Triazines are a class of nitrogen-containing heterocycles. The parent molecules' molecular formula is C3H3N3|auto=1. They exist in three isomeric forms, 1,3,5-triazines being common.

== Structure ==
The triazines have planar six-membered benzene-like ring but with the three carbons replaced by nitrogens. The three isomers of triazine are distinguished by the positions of their nitrogen atoms, and are referred to as 1,2,3-triazine, 1,2,4-triazine, and 1,3,5-triazine.

Other aromatic nitrogen heterocycles are pyridines with one ring nitrogen atom, diazines with 2 nitrogen atoms in the ring, triazoles with 3 nitrogens in a 5-membered ring, and tetrazines with 4 ring nitrogen atoms.

== Uses ==
===Melamine===
A well known triazine is melamine (2,4,6-triamino-1,3,5-triazine). With three amino substituents, melamine is a precursor to commercial resins. Guanamines are closely related to melamine, except with one amino substituent replaced by an organic group. This difference is exploited in the use of guanamines to modify the crosslinking density in melamine resins. Some commercially important guanamines are benzoguanamine and acetoguanamine.
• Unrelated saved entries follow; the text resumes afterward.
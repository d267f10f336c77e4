//! Query / aggregation layer (`spec.md` §4.I): read-only views over the
//! block store plus the two derived products, period aggregation and CSV
//! export, grounded in `examples/original_source/compute_periods.py`.
//!
//! `guess_k_recent` is the mode of the last `max(3, |relevant|)` proposals
//! at `slot <= end_slot`, where `relevant` is that same slot-filtered set:
//! since `max(3, |relevant|) >= |relevant|` always, the "last N" window can
//! never truncate `relevant` and this is just the mode over every proposal
//! up to `end_slot` (`spec.md` §4.I; `compute_periods.py`'s
//! `guess_from_k_recent`).

use std::collections::BTreeMap;

use crate::error::StoreError;
use crate::store::BlockStore;
use crate::types::{BlockRow, Client, OutputLabel};

#[derive(Clone, Copy, Debug)]
pub struct Period {
    pub period_id: u64,
    pub end_slot: u64,
    pub num_active_validators: u64,
}

#[derive(Clone, Debug)]
pub struct ValidatorPeriodGuess {
    pub validator_index: u64,
    pub guess_k_recent: OutputLabel,
    pub guess_mode: OutputLabel,
    pub guess_med_95: OutputLabel,
}

#[derive(Clone, Debug)]
pub struct PeriodResult {
    pub period_id: u64,
    pub end_slot: u64,
    pub num_active_validators: u64,
    pub guesses: Vec<ValidatorPeriodGuess>,
}

/// Computes the three period-guess columns for every validator index in
/// `[0, period.num_active_validators]`, for each period independently —
/// periods may be given in any order.
pub async fn compute_periods(
    store: &BlockStore,
    periods: &[Period],
) -> Result<Vec<PeriodResult>, StoreError> {
    let mut results = Vec::with_capacity(periods.len());

    for period in periods {
        let mut guesses = Vec::with_capacity(period.num_active_validators as usize + 1);
        for validator_index in 0..=period.num_active_validators {
            let history = store.validator_blocks(validator_index, 0).await?;
            guesses.push(ValidatorPeriodGuess {
                validator_index,
                guess_k_recent: guess_k_recent(&history, period.end_slot),
                guess_mode: guess_mode(&history),
                guess_med_95: guess_med_95(&history),
            });
        }
        results.push(PeriodResult {
            period_id: period.period_id,
            end_slot: period.end_slot,
            num_active_validators: period.num_active_validators,
            guesses,
        });
    }
    Ok(results)
}

fn guess_k_recent(history: &[BlockRow], end_slot: u64) -> OutputLabel {
    mode_of(history.iter().filter(|r| r.slot <= end_slot))
}

fn guess_mode(history: &[BlockRow]) -> OutputLabel {
    mode_of(history.iter())
}

/// Stable ordering key for mode tie-breaking: closed-set client order,
/// then `Uncertain`, then `Unknown`.
fn label_order(label: OutputLabel) -> usize {
    match label {
        OutputLabel::Client(c) => c.closed_set_index(),
        OutputLabel::Uncertain => Client::ALL.len(),
        OutputLabel::Unknown => Client::ALL.len() + 1,
    }
}

fn mode_of<'a>(rows: impl Iterator<Item = &'a BlockRow>) -> OutputLabel {
    let mut counts: BTreeMap<usize, (OutputLabel, usize)> = BTreeMap::new();
    let mut any = false;
    for row in rows {
        any = true;
        let key = label_order(row.best_guess_single);
        let entry = counts.entry(key).or_insert((row.best_guess_single, 0));
        entry.1 += 1;
    }
    if !any {
        return OutputLabel::Unknown;
    }
    counts
        .into_values()
        .max_by(|a, b| a.1.cmp(&b.1).then(label_order(b.0).cmp(&label_order(a.0))))
        .map(|(label, _)| label)
        .unwrap_or(OutputLabel::Unknown)
}

const MED_95_THRESHOLD: f64 = 0.95;

fn guess_med_95(history: &[BlockRow]) -> OutputLabel {
    if history.is_empty() {
        return OutputLabel::Unknown;
    }
    let mut candidates: std::collections::BTreeSet<Client> = std::collections::BTreeSet::new();
    for row in history {
        candidates.extend(row.probabilities.keys().copied());
    }
    if candidates.is_empty() {
        return OutputLabel::Uncertain;
    }

    let mut best: Option<(Client, f64)> = None;
    for client in candidates {
        let mut values: Vec<f64> = history
            .iter()
            .map(|r| r.probabilities.get(&client).copied().unwrap_or(0.0))
            .collect();
        let m = median(&mut values);
        match best {
            None => best = Some((client, m)),
            Some((_, best_m)) if m > best_m => best = Some((client, m)),
            _ => {}
        }
    }

    match best {
        Some((client, m)) if m > MED_95_THRESHOLD => OutputLabel::Client(client),
        _ => OutputLabel::Uncertain,
    }
}

fn median(values: &mut [f64]) -> f64 {
    if values.is_empty() {
        return 0.0;
    }
    values.sort_by(|a, b| a.partial_cmp(b).unwrap());
    let mid = values.len() / 2;
    if values.len() % 2 == 0 {
        (values[mid - 1] + values[mid]) / 2.0
    } else {
        values[mid]
    }
}

/// Which guess column to tabulate in [`periods_to_csv`].
#[derive(Clone, Copy, Debug)]
pub enum GuessColumn {
    KRecent,
    Mode,
    Med95,
}

/// Renders `results` as CSV: `period_id, end_slot, num_active_validators,
/// Unknown, Uncertain, <CLIENTS...>`, counting `column` over all
/// validators in each period (`examples/original_source/compute_periods.py`,
/// `period_db_to_csv`).
pub fn periods_to_csv(results: &[PeriodResult], column: GuessColumn) -> String {
    let mut out = String::from("period_id,end_slot,num_active_validators,Unknown,Uncertain");
    for client in Client::ALL {
        out.push(',');
        out.push_str(client.as_str());
    }
    out.push('\n');

    for period in results {
        let mut counts: BTreeMap<OutputLabelKey, i64> = BTreeMap::new();
        for guess in &period.guesses {
            let label = match column {
                GuessColumn::KRecent => guess.guess_k_recent,
                GuessColumn::Mode => guess.guess_mode,
                GuessColumn::Med95 => guess.guess_med_95,
            };
            *counts.entry(OutputLabelKey(label)).or_insert(0) += 1;
        }
        let get = |label: OutputLabel| counts.get(&OutputLabelKey(label)).copied().unwrap_or(0);

        out.push_str(&format!(
            "{},{},{},{},{}",
            period.period_id,
            period.end_slot,
            period.num_active_validators,
            get(OutputLabel::Unknown),
            get(OutputLabel::Uncertain),
        ));
        for client in Client::ALL {
            out.push(',');
            out.push_str(&get(OutputLabel::Client(client)).to_string());
        }
        out.push('\n');
    }
    out
}

/// Ordering wrapper so `OutputLabel` (not itself `Ord`) can key a
/// `BTreeMap` for counting, ordered by [`label_order`].
#[derive(Clone, Copy, PartialEq, Eq)]
struct OutputLabelKey(OutputLabel);

impl PartialOrd for OutputLabelKey {
    fn partial_cmp(&self, other: &Self) -> Option<std::cmp::Ordering> {
        Some(self.cmp(other))
    }
}

impl Ord for OutputLabelKey {
    fn cmp(&self, other: &Self) -> std::cmp::Ordering {
        label_order(self.0).cmp(&label_order(other.0))
    }
}

#[cfg(test)]
mod tests {
    use super::*;
    use tempfile::tempdir;

    fn row(slot: u64, client: Client, prob: f64) -> BlockRow {
        BlockRow {
            slot,
            parent_slot: slot.saturating_sub(1),
            proposer_index: 1,
            best_guess_single: OutputLabel::Client(client),
            best_guess_multi: client.as_str().to_string(),
            probabilities: BTreeMap::from([(client, prob)]),
            graffiti_guess: None,
        }
    }

    #[tokio::test]
    async fn empty_history_guesses_unknown() {
        let dir = tempdir().unwrap();
        let store = BlockStore::open(dir.path().join("db.sqlite")).await.unwrap();
        let periods = vec![Period { period_id: 1, end_slot: 100, num_active_validators: 0 }];
        let results = compute_periods(&store, &periods).await.unwrap();
        assert_eq!(results[0].guesses[0].guess_mode, OutputLabel::Unknown);
        assert_eq!(results[0].guesses[0].guess_med_95, OutputLabel::Unknown);
    }

    #[tokio::test]
    async fn mode_picks_most_frequent_label() {
        let dir = tempdir().unwrap();
        let store = BlockStore::open(dir.path().join("db.sqlite")).await.unwrap();
        store
            .insert_blocks(vec![
                row(1, Client::Prysm, 0.9),
                row(2, Client::Prysm, 0.9),
                row(3, Client::Teku, 0.9),
            ])
            .await
            .unwrap();
        let periods = vec![Period { period_id: 1, end_slot: 10, num_active_validators: 1 }];
        let results = compute_periods(&store, &periods).await.unwrap();
        assert_eq!(results[0].guesses[1].guess_mode, OutputLabel::Client(Client::Prysm));
    }

    #[tokio::test]
    async fn k_recent_is_mode_over_full_slot_filtered_history_not_just_latest_period() {
        let dir = tempdir().unwrap();
        let store = BlockStore::open(dir.path().join("db.sqlite")).await.unwrap();
        let mut rows: Vec<BlockRow> = (1..=100).map(|slot| row(slot, Client::Prysm, 0.9)).collect();
        rows.extend((101..=105).map(|slot| row(slot, Client::Teku, 0.9)));
        store.insert_blocks(rows).await.unwrap();

        let periods = vec![
            Period { period_id: 1, end_slot: 100, num_active_validators: 1 },
            Period { period_id: 2, end_slot: 200, num_active_validators: 1 },
        ];
        let results = compute_periods(&store, &periods).await.unwrap();

        assert_eq!(results[0].guesses[1].guess_k_recent, OutputLabel::Client(Client::Prysm));
        assert_eq!(results[1].guesses[1].guess_k_recent, OutputLabel::Client(Client::Prysm));
    }

    #[test]
    fn median_of_empty_is_zero() {
        let mut v: Vec<f64> = vec![];
        assert_eq!(median(&mut v), 0.0);
    }

    #[test]
    fn csv_header_lists_reserved_then_closed_set_columns() {
        let csv = periods_to_csv(&[], GuessColumn::Mode);
        assert!(csv.starts_with("period_id,end_slot,num_active_validators,Unknown,Uncertain,Lighthouse"));
    }
}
Structure of a guanamine, R = alkyl, aryl, etc.

===Cyanuric chloride===
Another important triazine is cyanuric chloride (2,4,6-trichloro-1,3,5-triazine). Chlorine-substituted triazines are components of reactive dyes. These compounds react through a chlorine group with hydroxyl groups present in cellulose fibres in nucleophilic substitution, the other triazine positions contain chromophores. Triazine compounds are often used as the basis for various herbicides, e.g. atrazine.

===Pharmacology===
Triazines are an uncommon but known moiety in pharmaceuticals. Lamotrigine is an antiepileptic drug containing a 1,2,4-triazine, while azacitidine is a chemotherapy drug containing a 1,3,5-triazine.

===Other===
Triazines also have wide use in the oil and gas and petroleum processing industries as a non-regenerating sulfide removal agent: they are applied to fluid streams to remove hydrogen sulfide gas and mercaptan species, which can decrease the quality of the processed hydrocarbon and be harmful to pipeline and facility infrastructure if not removed.

== Synthesis ==

The more common 1,3,5-isomers are prepared by trimerization of nitrile and cyanide compounds, although more specialized methods are known.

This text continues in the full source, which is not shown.